Denton, N.C. — A 77-year-old Davidson County woman is the first person to die in North Carolina from fungal meningitis likely contracted from a tainted steroid injection in her back.
The Davidson County resident died Friday, state Health Director Laura Gerald said.
Gerald refused to identify the person, but the family of Elwina Shaw, of Denton, told reporters she was sick with debilitating headaches for more than a month before health officials realized what was wrong.
Shaw was at High Point Regional Health System nearly four weeks before she died. Her family said she likely got fungal meningitis from a third steroid injection for back pain she received in late August at High Point Surgery Center.
The death is the first in North Carolina from the outbreak that began when a Massachusetts compounding pharmacy shipped contaminated medication. One other fungal meningitis case has been found in the state from the tainted drugs, and that person is recovering out of the hospital, Gerald said. Twenty-three people have died, and nearly 300 have been sickened across the nation.
Shaw's family said they wanted to talk to reporters about her death because they want officials to take steps to make sure an outbreak like this never happens again.
"The government needs to intervene," Shaw's daughter Dawn Frank said. "We have the best medical care in the world."
Three clinics in North Carolina received the tainted drugs from the New England Compounding Center in Framingham, Mass. Health officials said anyone who received a steroid injection from the clinics has been notified.

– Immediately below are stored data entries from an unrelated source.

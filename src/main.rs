//! Analyst research simulation - main binary
//!
//! Builds an analyst population from archetypes, runs it against a market
//! event feed, and writes every research action to the configured sinks.
//!
//! ```text
//! ┌──────────────┐   events    ┌──────────────┐   actions   ┌──────────────┐
//! │  Feed        │ ──────────► │  Simulation  │ ──────────► │  Sinks       │
//! │ (synthetic / │   prices    │  (analysts,  │   records   │ (jsonl,      │
//! │  JSON file)  │ ◄────────── │  lifecycle)  │   summary   │  sqlite)     │
//! └──────────────┘             └──────────────┘             └──────────────┘
//! ```
//!
//! # Example
//!
//! ```text
//! analyst-sim --start 2021-01-01 --end 2023-12-31 --seed 42 \
//!     --population oracle=5,follower=20 --sink jsonl:actions.jsonl
//! ```

mod config;
mod error;

use std::collections::BTreeMap;
use std::path::PathBuf;
use std::process::ExitCode;
use std::sync::Arc;

use archetypes::ArchetypeDefinition;
use chrono::NaiveDate;
use clap::Parser;
use feed::{SyntheticMarket, SyntheticMarketConfig, SyntheticMarketGenerator};
use simulation::{
    CalibrationReport, Checkpoint, MetricsHook, PopulationEntry, RunSummary, Simulation,
    SimulationConfig,
};
use storage::{Sink, SinkSpec};
use tracing::{error, info};
use tracing_subscriber::EnvFilter;

use crate::config::{DEFAULT_POPULATION, FeedSource, RunConfig, RunFile, parse_population};
use crate::error::AppError;

/// Analyst research simulation
#[derive(Parser, Debug)]
#[command(name = "analyst-sim")]
#[command(about = "Synthesizes multi-year analyst research histories from archetype personas")]
#[command(version)]
struct Args {
    /// JSON run file; flags below override its fields
    #[arg(long, env = "SIM_CONFIG")]
    config: Option<PathBuf>,

    /// First day of the run (YYYY-MM-DD)
    #[arg(long, env = "SIM_START")]
    start: Option<NaiveDate>,

    /// Last day of the run, inclusive (YYYY-MM-DD)
    #[arg(long, env = "SIM_END")]
    end: Option<NaiveDate>,

    /// Run seed
    #[arg(long, env = "SIM_SEED")]
    seed: Option<u64>,

    /// Analysts per archetype, e.g. `oracle=5,follower=10`
    #[arg(long, env = "SIM_POPULATION")]
    population: Option<String>,

    /// JSON archetype definitions; may be repeated
    #[arg(long = "archetypes", env = "SIM_ARCHETYPES", value_delimiter = ',')]
    archetype_files: Vec<PathBuf>,

    /// Event feed: `synthetic`, `synthetic:<seed>`, or a JSON file path
    #[arg(long, env = "SIM_FEED")]
    feed: Option<String>,

    /// Securities in a synthetic market [default: 40]
    #[arg(long, env = "SIM_SECURITIES")]
    securities: Option<usize>,

    /// Output sink: `jsonl:<path>`, `sqlite:<path>`, or `memory`; may be repeated
    #[arg(long = "sink", env = "SIM_SINK", value_delimiter = ',')]
    sinks: Vec<String>,

    /// Write a checkpoint after this many ticks
    #[arg(long, env = "SIM_CHECKPOINT_AT")]
    checkpoint_at: Option<u64>,

    /// Checkpoint file [default: analyst-sim.checkpoint.json]
    #[arg(long, env = "SIM_CHECKPOINT")]
    checkpoint: Option<PathBuf>,

    /// Replay and verify a checkpoint before running
    #[arg(long, env = "SIM_RESUME")]
    resume: Option<PathBuf>,

    /// Write the run summary as JSON
    #[arg(long, env = "SIM_SUMMARY_JSON")]
    summary_json: Option<PathBuf>,

    /// Print the calibration report against archetype target ranges
    #[arg(long, env = "SIM_CALIBRATION")]
    calibration: bool,

    /// Run the relevance scan sequentially even when built with `parallel`
    #[arg(long, env = "SIM_SEQUENTIAL")]
    sequential: bool,
}

impl Args {
    /// Merge flags over the run file (if any) over defaults.
    fn into_config(self) -> Result<RunConfig, AppError> {
        let file = match &self.config {
            Some(path) => RunFile::load(path)?,
            None => RunFile::default(),
        };
        let defaults = RunConfig::default();

        let mut simulation = file.simulation.unwrap_or_default();
        if let Some(start) = self.start {
            simulation.start = start;
        }
        if let Some(end) = self.end {
            simulation.end = end;
        }
        if let Some(seed) = self.seed {
            simulation.seed = seed;
        }
        if self.sequential {
            simulation.force_sequential = true;
        }

        let population = self
            .population
            .or(file.population)
            .unwrap_or_else(|| DEFAULT_POPULATION.to_string());
        let feed = match self.feed.or(file.feed) {
            Some(feed) => feed.parse::<FeedSource>()?,
            None => defaults.feed,
        };
        let sinks = if self.sinks.is_empty() {
            file.sinks
        } else {
            self.sinks
        };
        let sinks = sinks
            .iter()
            .map(|s| s.parse::<SinkSpec>())
            .collect::<Result<Vec<_>, _>>()?;
        let archetype_files = if self.archetype_files.is_empty() {
            file.archetypes
        } else {
            self.archetype_files
        };

        Ok(RunConfig {
            simulation,
            population: parse_population(&population)?,
            archetype_files,
            feed,
            securities: self
                .securities
                .or(file.securities)
                .unwrap_or(defaults.securities),
            sinks,
            checkpoint_at: self.checkpoint_at.or(file.checkpoint_at),
            checkpoint_path: self
                .checkpoint
                .or(file.checkpoint)
                .unwrap_or(defaults.checkpoint_path),
            resume: self.resume,
            summary_json: self.summary_json.or(file.summary_json),
            calibration: self.calibration || file.calibration,
        })
    }
}

fn main() -> ExitCode {
    tracing_subscriber::fmt()
        .with_env_filter(
            EnvFilter::try_from_default_env().unwrap_or_else(|_| EnvFilter::new("info")),
        )
        .with_writer(std::io::stderr)
        .init();

    let result = Args::parse().into_config().and_then(|config| run(&config));
    match result {
        Ok(summary) => {
            println!("{summary}");
            ExitCode::SUCCESS
        }
        Err(e) => {
            error!(error = %e, "run failed");
            ExitCode::FAILURE
        }
    }
}

// ─────────────────────────────────────────────────────────────────────────────
// Setup
// ─────────────────────────────────────────────────────────────────────────────

/// Resolve population names against archetype files first, then built-ins.
fn build_population(config: &RunConfig) -> Result<Vec<PopulationEntry>, AppError> {
    let mut custom: BTreeMap<String, Arc<ArchetypeDefinition>> = BTreeMap::new();
    for path in &config.archetype_files {
        for definition in archetypes::load_archetypes(path)? {
            info!(archetype = definition.name(), file = %path.display(), "loaded archetype");
            custom.insert(definition.name().to_ascii_lowercase(), Arc::new(definition));
        }
    }

    config
        .population
        .iter()
        .map(|p| {
            let key = p.archetype.to_ascii_lowercase();
            let archetype = match custom.get(&key) {
                Some(definition) => Arc::clone(definition),
                None => archetypes::registry::shared(&p.archetype)?,
            };
            Ok(PopulationEntry::new(archetype, p.count))
        })
        .collect()
}

fn load_market(config: &RunConfig) -> Result<SyntheticMarket, AppError> {
    match &config.feed {
        FeedSource::Synthetic { .. } => {
            let sim = &config.simulation;
            let market_config = SyntheticMarketConfig::default()
                .with_dates(sim.start, sim.end)
                .with_securities(config.securities);
            Ok(SyntheticMarketGenerator::new(market_config, config.market_seed()).generate()?)
        }
        FeedSource::File(path) => Ok(feed::load_feed(path)?),
    }
}

// ─────────────────────────────────────────────────────────────────────────────
// Run
// ─────────────────────────────────────────────────────────────────────────────

fn run(config: &RunConfig) -> Result<RunSummary, AppError> {
    let population = build_population(config)?;
    let market = load_market(config)?;
    info!(
        feed = %config.feed,
        events = market.feed.len(),
        analysts = config.total_analysts(),
        "inputs ready"
    );

    let mut sim = Simulation::new(
        config.simulation.clone(),
        market.feed,
        Arc::new(market.provider),
        &population,
    )?;

    if let Some(path) = &config.resume {
        let checkpoint = Checkpoint::load(path)?;
        sim.resume(&checkpoint)?;
    }

    let sinks: Vec<Sink> = config
        .sinks
        .iter()
        .map(SinkSpec::open)
        .collect::<Result<_, _>>()?;
    for sink in &sinks {
        info!(?sink, "sink attached");
        sim.add_hook(sink.hook());
    }
    let metrics = Arc::new(MetricsHook::new());
    sim.add_hook(metrics.clone());

    if let Some(at) = config.checkpoint_at {
        while sim.tick() < at && sim.step()?.is_some() {}
        let checkpoint = sim.checkpoint();
        checkpoint.save(&config.checkpoint_path)?;
        info!(
            tick = checkpoint.tick,
            path = %config.checkpoint_path.display(),
            "checkpoint written"
        );
    }

    let summary = sim.run()?;

    // Report every sink failure before failing the run.
    let mut first_failure = None;
    for sink in &sinks {
        if let Err(e) = sink.finish() {
            error!(?sink, error = %e, "sink failed");
            first_failure.get_or_insert(e);
        }
    }
    if let Some(e) = first_failure {
        return Err(e.into());
    }

    let snapshot = metrics.snapshot();
    info!(
        ticks = snapshot.total_ticks,
        actions = snapshot.total_actions,
        peak_actions_per_tick = snapshot.peak_actions_per_tick,
        mean_forecast_error = ?snapshot.mean_forecast_error,
        "metrics"
    );

    if config.calibration {
        let report = CalibrationReport::from_simulation(&sim);
        report.log_mismatches();
        println!("{report}");
    }

    if let Some(path) = &config.summary_json {
        let json = serde_json::to_string_pretty(&summary)?;
        std::fs::write(path, json).map_err(|source| AppError::Io {
            path: path.clone(),
            source,
        })?;
    }

    Ok(summary)
}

Shaw's family said other than back pain, she was in good health for her age. She was taking the steroid injections to get ready for surgery on a herniated disk.
Then came the excruciating headaches than made it impossible for Shaw to do anything. After she was hospitalized, she had two strokes, her family said.
Watching her suffer "was the most agonizing thing of my life," said Shaw's 80-year-old husband, Rex.
He met his future wife in Denton when both were teenagers. He married the woman he called Effie after he returned from a stint in Korea with the U.S. Air Force in 1954. Five years ago, their home burned down, destroying souvenirs and photographs from decades they spent traveling the world.
"We've been through a lot," Rex Shaw said. "But this — this with Effie has just left me as a shell."